Day One – Disaster

So the day had finally arrived. The van was all packed and almost ready to go. We have been suffering fueling issuss for the past couple of months, and whittled the problem down to the fuel delivery system. Either it was the file filter or the fuel pump.

As our ferry didn’t set off until eleven pm, we decided to replace the fuel filter as it was a quick and easy job… Obviously, things are never quick and easy when it come to Ruby.

With Willow confident that we should be able to change the fuel filter without emptying the tank, we set about clamping hoses to ensure that petrol didn’t gush out when we started disconnecting the filter. Now I would like to write that we disconnected the fuel filter easily and swapped the new filter into the system without wasting a drop of petrol. However, this was not the case.

Considering the petrol tank was almost empty, what followed the unmounting of the fuel filter can only be described as a waterfall of petrol. I imagine like me, you have never had petrol poorbapl over you. There are two things you should know about petrol pooring over you whilst you are lying underneath a vehicle. Firstly , it burns. You will come to realise this very quickly, however you are now in the position where you are desperately trying to stop the petrol pouring out all over the driveway, so have to suck it up and deal with it. The second thing you learn is that petrol melts foam yoga mats and tarmac driveways. Not the best when you are lying directly on those two items, with petrol pouring all over you, the yoga mat and the drive way. Still, you have commited now and so have to finish installing the new fuel filter.

With the new filter fitted, and the downpour of fuel stopped, it was off to shower to ease the burnt patches of skin and scrap off the black goo that covered my back.

Finally clean, we tested Ruby to see the massive improvement we had made to the failing fuel system. Unfortunately, the new filter had no impact on the fuel delivery system, and Ruby still wasn’t running as efficiently as we knew she should. This could only mean that it was the fuel pump that was dying and would need to be replaced.

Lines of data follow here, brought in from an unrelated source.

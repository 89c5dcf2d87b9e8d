//! `pdecalc calc` command - single PDE calculation

use console::style;
use miette::{IntoDiagnostic, Result};
use tabled::{builder::Builder, settings::Style};

use crate::cli::helpers::format_value;
use crate::cli::output::render_reports;
use crate::cli::{GlobalOpts, OutputFormat};
use crate::core::{compute_pde, formula_lines, Config, PdeInputs, PdeReport, PdeResult, GENERAL_CAVEATS};

#[derive(clap::Args, Debug)]
pub struct CalcArgs {
    /// Effect dose in mg/kg/day (NOAEL, or LOAEL with --loael)
    #[arg(long, short = 'd')]
    pub dose: f64,

    /// The dose is a LOAEL rather than a NOAEL
    #[arg(long)]
    pub loael: bool,

    /// Test species for the F1 lookup
    #[arg(long, short = 's', default_value = "rat")]
    pub species: String,

    /// Explicit F1, overrides --species
    #[arg(long)]
    pub f1: Option<f64>,

    /// F2: variability between individuals
    #[arg(long, default_value_t = 10.0)]
    pub f2: f64,

    /// Duration key for the F3 lookup (1, 2, 5, 10)
    #[arg(long, short = 't', default_value = "1")]
    pub duration: String,

    /// Explicit F3, overrides --duration
    #[arg(long)]
    pub f3: Option<f64>,

    /// F4: severity of the effect
    #[arg(long, default_value_t = 1.0)]
    pub f4: f64,

    /// F5: LOAEL uncertainty (raised to 10 for a LOAEL unless --no-loael-floor)
    #[arg(long, default_value_t = 1.0)]
    pub f5: f64,

    /// Human body weight in kg
    #[arg(long, short = 'w', default_value_t = 50.0)]
    pub weight: f64,

    /// Keep F5 as given even for a LOAEL
    #[arg(long = "no-loael-floor")]
    pub no_loael_floor: bool,

    /// Substance or study name to carry through to the output
    #[arg(long, short = 'l')]
    pub label: Option<String>,
}

impl CalcArgs {
    pub fn to_inputs(&self) -> PdeInputs {
        let mut inputs = PdeInputs::new(self.dose)
            .body_weight(self.weight)
            .species(self.species.clone())
            .f2(self.f2)
            .duration(self.duration.clone())
            .f4(self.f4)
            .f5(self.f5)
            .is_loael(self.loael)
            .enforce_loael_f5(!self.no_loael_floor);
        if let Some(f1) = self.f1 {
            inputs = inputs.f1(f1);
        }
        if let Some(f3) = self.f3 {
            inputs = inputs.f3(f3);
        }
        if let Some(label) = &self.label {
            inputs = inputs.label(label.clone());
        }
        inputs
    }
}

pub fn run(args: CalcArgs, global: &GlobalOpts, config: &Config) -> Result<()> {
    let inputs = args.to_inputs();
    let result = compute_pde(&inputs)?;
    let report = PdeReport::new(&inputs, &result);
    tracing::debug!(?inputs, pde = result.pde_mg_per_day, "calculated");

    match global.output_format(config) {
        OutputFormat::Auto => print_summary(&inputs, &result, &report, global.quiet),
        OutputFormat::Json => {
            println!("{}", serde_json::to_string_pretty(&report).into_diagnostic()?);
        }
        OutputFormat::Yaml => {
            print!("{}", serde_yml::to_string(&report).into_diagnostic()?);
        }
        format => {
            print!("{}", render_reports(std::slice::from_ref(&report), format)?);
        }
    }

    Ok(())
}

fn print_summary(inputs: &PdeInputs, result: &PdeResult, report: &PdeReport, quiet: bool) {
    let basis = if inputs.is_loael { "LOAEL" } else { "NOAEL" };
    match &report.label {
        Some(label) => println!(
            "{} {} ({} basis)",
            style("✓").green(),
            style(label).cyan(),
            basis
        ),
        None => println!("{} PDE from {}", style("✓").green(), basis),
    }
    println!();
    println!(
        "   PDE: {}",
        style(format!("{:.3} mg/day", result.pde_mg_per_day)).yellow().bold()
    );

    if quiet {
        return;
    }

    println!();
    for line in formula_lines(inputs, result) {
        println!("   {}", line);
    }

    println!();
    let mut table = Builder::default();
    table.push_record(["Factor", "Value"]);
    for (name, value) in result.rows() {
        table.push_record([name.to_string(), format_value(value)]);
    }
    table.push_record(["Total factor".to_string(), format_value(result.total_factor())]);
    println!("{}", table.build().with(Style::markdown()));

    if !report.warnings.is_empty() {
        println!();
        println!("{}", style("Warnings:").yellow().bold());
        for warning in &report.warnings {
            println!("  {} {}", style("!").yellow(), warning);
        }
    }

    println!();
    for caveat in GENERAL_CAVEATS {
        println!("  {}", style(format!("• {}", caveat)).dim());
    }
}

#[cfg(test)]
mod tests {
    use super::*;
    use clap::Parser;

    #[derive(Parser)]
    struct Harness {
        #[command(flatten)]
        args: CalcArgs,
    }

    fn parse(argv: &[&str]) -> PdeInputs {
        let mut full = vec!["calc"];
        full.extend_from_slice(argv);
        Harness::parse_from(full).args.to_inputs()
    }

    #[test]
    fn test_defaults_match_core_defaults() {
        assert_eq!(parse(&["--dose", "50"]), PdeInputs::new(50.0));
    }

    #[test]
    fn test_overrides_and_flags() {
        let inputs = parse(&[
            "--dose", "10", "--loael", "--species", "rabbit", "--f1", "3", "--f3", "4",
            "--no-loael-floor", "--label", "Thalidomide",
        ]);
        assert!(inputs.is_loael);
        assert!(!inputs.enforce_default_loael_f5);
        assert_eq!(inputs.species.as_deref(), Some("rabbit"));
        assert_eq!(inputs.f1, Some(3.0));
        assert_eq!(inputs.f3, Some(4.0));
        assert_eq!(inputs.label.as_deref(), Some("Thalidomide"));
    }
}
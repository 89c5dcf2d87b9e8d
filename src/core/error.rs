//! Calculation errors with diagnostic codes

use miette::Diagnostic;
use thiserror::Error;

/// Every way a PDE calculation can be rejected
///
/// The `Display` text is what the HTTP boundary returns in `{"error": ...}`,
/// so it must stay free of internal detail.
#[derive(Debug, Clone, PartialEq, Error, Diagnostic)]
pub enum PdeError {
    /// Neither the lookup key nor the explicit factor was supplied
    #[error("Provide '{key}' or explicit {factor}")]
    #[diagnostic(code(pdecalc::missing_parameter))]
    MissingParameter {
        key: &'static str,
        factor: &'static str,
    },

    #[error("Unknown species '{value}'. Known: {}", .known.join(", "))]
    #[diagnostic(
        code(pdecalc::unknown_species),
        help("Use one of the listed species, or pass an explicit F1 instead")
    )]
    UnknownSpecies {
        value: String,
        known: Vec<&'static str>,
    },

    #[error("Unknown duration_key '{value}'. Known: {}", .known.join(", "))]
    #[diagnostic(
        code(pdecalc::unknown_duration_key),
        help("Use one of the listed duration keys, or pass an explicit F3 instead")
    )]
    UnknownDurationKey {
        value: String,
        known: Vec<&'static str>,
    },

    #[error("Composite denominator must be finite and > 0 (F1 x F2 x F3 x F4 x F5 = {denominator})")]
    #[diagnostic(
        code(pdecalc::invalid_denominator),
        help("Every adjustment factor must be a positive number")
    )]
    InvalidDenominator { denominator: f64 },

    /// An intermediate value or the PDE itself left the range of f64
    #[error("PDE calculation overflowed: {quantity} is not a finite number")]
    #[diagnostic(
        code(pdecalc::overflow),
        help("Check the units of the dose, body weight and factors")
    )]
    Overflow { quantity: &'static str },

    /// A required input with no default was not supplied
    #[error("Missing required field '{field}'")]
    #[diagnostic(code(pdecalc::missing_parameter))]
    MissingField { field: &'static str },

    #[error("Field '{field}' must be {expected}, got {found}")]
    #[diagnostic(code(pdecalc::type_coercion))]
    TypeCoercion {
        field: &'static str,
        expected: &'static str,
        found: String,
    },

    #[error("'{field}' must be greater than zero, got {value}")]
    #[diagnostic(code(pdecalc::non_positive))]
    NonPositive { field: &'static str, value: f64 },
}

impl PdeError {
    /// Stable machine-readable name of the error kind
    pub fn kind(&self) -> &'static str {
        match self {
            PdeError::MissingParameter { .. } | PdeError::MissingField { .. } => {
                "missing_parameter"
            }
            PdeError::UnknownSpecies { .. } => "unknown_species",
            PdeError::UnknownDurationKey { .. } => "unknown_duration_key",
            PdeError::InvalidDenominator { .. } => "invalid_denominator",
            PdeError::Overflow { .. } => "overflow",
            PdeError::TypeCoercion { .. } => "type_coercion",
            PdeError::NonPositive { .. } => "non_positive",
        }
    }
}
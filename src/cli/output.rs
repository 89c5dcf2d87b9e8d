//! Rendering of calculation reports in the supported output formats

use miette::{IntoDiagnostic, Result};
use std::fs::File;
use std::io::{BufWriter, Write};
use std::path::PathBuf;
use tabled::{builder::Builder, settings::Style};

use crate::cli::helpers::{escape_csv, escape_tsv, format_value};
use crate::cli::OutputFormat;
use crate::core::PdeReport;

/// Column headers for tabular report output
pub const REPORT_COLUMNS: [&str; 8] = ["label", "pde_mg_per_day", "f1", "f2", "f3", "f4", "f5", "total_factor"];

/// One report as table cells, in `REPORT_COLUMNS` order
pub fn report_record(report: &PdeReport) -> [String; 8] {
    [
        report.label.clone().unwrap_or_default(),
        format_value(report.pde),
        format_value(report.f1),
        format_value(report.f2),
        format_value(report.f3),
        format_value(report.f4),
        format_value(report.f5),
        format_value(report.total_factor),
    ]
}

/// Render reports for a machine-oriented format
///
/// `Auto` renders like `Tsv`.
pub fn render_reports(reports: &[PdeReport], format: OutputFormat) -> Result<String> {
    let mut out = String::new();
    match format {
        OutputFormat::Json => {
            out = serde_json::to_string_pretty(reports).into_diagnostic()?;
            out.push('\n');
        }
        OutputFormat::Yaml => {
            out = serde_yml::to_string(reports).into_diagnostic()?;
        }
        OutputFormat::Csv => {
            out.push_str(&REPORT_COLUMNS.join(","));
            out.push('\n');
            for report in reports {
                let cells: Vec<String> = report_record(report).iter().map(|c| escape_csv(c)).collect();
                out.push_str(&cells.join(","));
                out.push('\n');
            }
        }
        OutputFormat::Tsv | OutputFormat::Auto => {
            out.push_str(&REPORT_COLUMNS.join("\t"));
            out.push('\n');
            for report in reports {
                let cells: Vec<String> = report_record(report).iter().map(|c| escape_tsv(c)).collect();
                out.push_str(&cells.join("\t"));
                out.push('\n');
            }
        }
        OutputFormat::Md => {
            let mut builder = Builder::default();
            builder.push_record(REPORT_COLUMNS);
            for report in reports {
                builder.push_record(report_record(report));
            }
            out.push_str(&builder.build().with(Style::markdown()).to_string());
            out.push('\n');
        }
    }
    Ok(out)
}

/// Write to a file if given, else stdout
pub fn write_output(content: &str, output_path: Option<PathBuf>) -> Result<()> {
    match output_path {
        Some(path) => {
            let file = File::create(&path).into_diagnostic()?;
            let mut writer = BufWriter::new(file);
            writer.write_all(content.as_bytes()).into_diagnostic()?;
            writer.flush().into_diagnostic()?;
            eprintln!("Report written to: {}", path.display());
        }
        None => {
            print!("{}", content);
        }
    }
    Ok(())
}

With no time left, and the van working, just with a poorer performance, we made the decision to order a fuel pump to a family friend’s french holiday home. That way, if the fuel pump died in whilst in France, we should be able to replace it.

With the new part ordered, we had our dinner and then set off to Newhaven.

We made good time to the ferry port and crossed the passport checks in no time.

This is the part where my writing becomes more akin to Lemony Snickets. As I would like to write that when the ferry was loaded, we drove onboard, and stood on the deck as we sailed into the horizon. Unfortunately, Ruby decided that at the moment we where about to load onto the ferry, that the fuel pump was going to completely fail and stall, as we were about to lead the last line of vans onto the ship. A mixture of disappointment, embarrassment and anger washed through me, as we had to explain to the harbour staff what was happening. We were told the ship could wait five minutes for us to try and fix it, and through nonlack of trying to find away around the problem, we were unable to get the dump working, and so waved goodbye to the ferry… And at that point, potentially our holiday plans already.

We towed Ruby back to Willow’s parents and racked our brains over what our plan of action would be in the morning.